Return the number of lines below with "text" in them, and nothing else.

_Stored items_
-------------------------

//! Error types for lexparse

use std::fmt;
use thiserror::Error;

/// Position in source text
#[derive(Clone, Copy, Debug, Default, PartialEq, Eq)]
pub struct Pos {
    /// Byte offset, always on a char boundary
    pub offset: usize,
    pub line: u32,
    pub col: u32,
}

impl fmt::Display for Pos {
    fn fmt(&self, f: &mut fmt::Formatter<'_>) -> fmt::Result {
        write!(f, "{}:{}", self.line, self.col)
    }
}

impl Pos {
    pub const fn new(offset: usize, line: u32, col: u32) -> Self {
        Self { offset, line, col }
    }
}

/// Range of source text covered by a token
#[derive(Clone, Copy, Debug, Default, PartialEq, Eq)]
pub struct Span {
    pub start: Pos,
    pub end: Pos,
}

impl Span {
    pub const fn new(start: Pos, end: Pos) -> Self {
        Self { start, end }
    }

    /// Zero-width span at `pos`
    pub const fn at(pos: Pos) -> Self {
        Self {
            start: pos,
            end: pos,
        }
    }
}

/// Reason a parse was rejected
#[derive(Error, Clone, Debug, PartialEq, Eq)]
pub enum ErrorKind {
    #[error("missing root object")]
    MissingRootObject,
    #[error("missing root array")]
    MissingRootArray,
    #[error("max depth exceeded: {max}")]
    MaxDepthExceeded { max: u16 },
}

/// Main error type for lexparse
#[derive(Error, Clone, Debug, PartialEq, Eq)]
#[error("error at {}: {}", .span.start, .kind)]
pub struct Error {
    kind: ErrorKind,
    span: Span,
}

impl Error {
    pub const fn new(kind: ErrorKind, span: Span) -> Self {
        Self { kind, span }
    }

    pub const fn kind(&self) -> &ErrorKind {
        &self.kind
    }

    pub const fn span(&self) -> Span {
        self.span
    }
}

/// Result type alias for lexparse
pub type Result<T> = std::result::Result<T, Error>;
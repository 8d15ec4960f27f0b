//! Lexer module for tokenization

pub mod cursor;
pub mod token;
pub mod tokenizer;

pub use cursor::Cursor;
pub use token::{Token, TokenKind};
pub use tokenizer::{tokenize, Tokenizer, Whitespace};
//! Pull-based tokenizer
//!
//! One implementation serves both grammars; the [`Whitespace`] policy decides
//! whether blanks and line breaks are dropped (value parser) or surfaced as
//! single-character tokens (table parser).

use super::cursor::Cursor;
use super::token::{Token, TokenKind};
use crate::error::Span;

/// How the tokenizer treats whitespace between tokens
#[derive(Clone, Copy, Debug, Default, PartialEq, Eq)]
pub enum Whitespace {
    /// Skip all whitespace before each token
    #[default]
    Skip,
    /// Emit each whitespace character as a `Punct` token
    Significant,
}

/// Tokenizer over a borrowed string. Never fails: anything unrecognized
/// comes out as a one-character `Punct` token.
#[derive(Clone, Debug)]
pub struct Tokenizer<'a> {
    cursor: Cursor<'a>,
    whitespace: Whitespace,
}

/// Start tokenizing `input` under the given whitespace policy
pub const fn tokenize(input: &str, whitespace: Whitespace) -> Tokenizer<'_> {
    Tokenizer::new(input, whitespace)
}

impl<'a> Tokenizer<'a> {
    pub const fn new(input: &'a str, whitespace: Whitespace) -> Self {
        Self {
            cursor: Cursor::new(input),
            whitespace,
        }
    }

    pub const fn whitespace(&self) -> Whitespace {
        self.whitespace
    }

    /// Byte offset of the cursor
    pub const fn offset(&self) -> usize {
        self.cursor.pos()
    }

    /// Next character after the cursor, without consuming it
    pub fn peek_char(&self) -> Option<char> {
        self.cursor.current()
    }

    /// Scan the next token. Returns `Eof` forever once the input is exhausted.
    pub fn next_token(&mut self) -> Token<'a> {
        if self.whitespace == Whitespace::Skip {
            self.cursor.skip_whitespace();
        }

        let start = self.cursor.position();
        let Some(c) = self.cursor.current() else {
            return Token::eof(Span::at(start));
        };

        let kind = if c.is_ascii_alphabetic() {
            self.cursor
                .advance_while(|c| c.is_ascii_alphanumeric() || c == '_');
            TokenKind::Identifier
        } else if c.is_ascii_digit() {
            self.cursor.advance_while(|c| c.is_ascii_digit());
            TokenKind::Integer
        } else {
            self.cursor.advance();
            TokenKind::Punct(c)
        };

        let text = self.cursor.slice_from(start.offset);
        Token::new(kind, text, Span::new(start, self.cursor.position()))
    }
}

impl<'a> Iterator for Tokenizer<'a> {
    type Item = Token<'a>;

    /// Yields tokens up to, not including, `Eof`
    fn next(&mut self) -> Option<Self::Item> {
        let token = self.next_token();
        (!token.is_eof()).then_some(token)
    }
}
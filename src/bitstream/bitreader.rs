//! BitReader: reads a packed bitstream one bit at a time, most significant bit first.
//!
//! NOTE: This module can read from any I/O source that supports the read() call.
//!

use std::io::{self, ErrorKind, Read};

const BUFFER_SIZE: usize = 64 * 1024;
const BIT_MASK: u8 = 0x80;

/// Buffered bit source over any reader.
#[derive(Debug)]
pub struct BitReader<R> {
    buffer: Vec<u8>,
    cursor: usize,
    bit_index: usize,
    bits_read: usize,
    source: R,
}

impl<R: Read> BitReader<R> {
    /// Creates a new BitReader (with a 64k buffer).
    pub fn new(source: R) -> Self {
        Self {
            buffer: vec![0; BUFFER_SIZE],
            cursor: BUFFER_SIZE,
            bit_index: 0,
            bits_read: 0,
            source,
        }
    }

    /// Check (and refill) buffer. Returns true if we have data, false if there is no more
    fn have_data(&mut self) -> io::Result<bool> {
        // Only try to read more data when the buffer cursor has reached the end
        if self.cursor == self.buffer.len() {
            self.buffer.resize(BUFFER_SIZE, 0);
            let size = loop {
                match self.source.read(&mut self.buffer) {
                    Ok(size) => break size,
                    Err(e) if e.kind() == ErrorKind::Interrupted => continue,
                    Err(e) => return Err(e),
                }
            };
            // An empty read leaves cursor == len, so the next call tries again
            self.buffer.truncate(size);
            self.cursor = 0;
            self.bit_index = 0;
            if size == 0 {
                return Ok(false);
            }
        }
        Ok(true)
    }

    /// Return the next bit, *true* for 1 and *false* for 0, or None if there is no more
    /// data to read. Only a failing source is an error.
    pub fn bit(&mut self) -> io::Result<Option<bool>> {
        // If bit_index is == 0, check if we have a byte to read.
        if self.bit_index == 0 && !self.have_data()? {
            return Ok(None);
        }
        let bit = self.buffer[self.cursor] & (BIT_MASK >> self.bit_index) != 0;
        self.bit_index += 1;
        self.bit_index %= 8;
        if self.bit_index == 0 {
            self.cursor += 1;
        }
        self.bits_read += 1;
        Ok(Some(bit))
    }

    /// Number of bits handed out so far.
    pub fn bits_read(&self) -> usize {
        self.bits_read
    }

    /// Debugging function. Report current position as bytes.bits.
    pub fn loc(&self) -> String {
        format!("[{}.{}]", self.bits_read / 8, self.bits_read % 8)
    }
}
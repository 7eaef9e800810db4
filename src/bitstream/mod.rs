//! The bitstream module forms the I/O subsystem of the codec.
//!
//! BitPacker turns a payload into codes laid end to end, most significant bit first, and
//! pads the final byte with zeros. BitReader hands those bits back one at a time and reports
//! exhaustion as `None` rather than an error, so the decoder can tell a clean end of data
//! from a failing source.
//!
//! Nothing but code bits is ever written: no header, no length, no tree.
//!
pub mod bitpacker;
pub mod bitreader;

-------------------------

_Task output_
4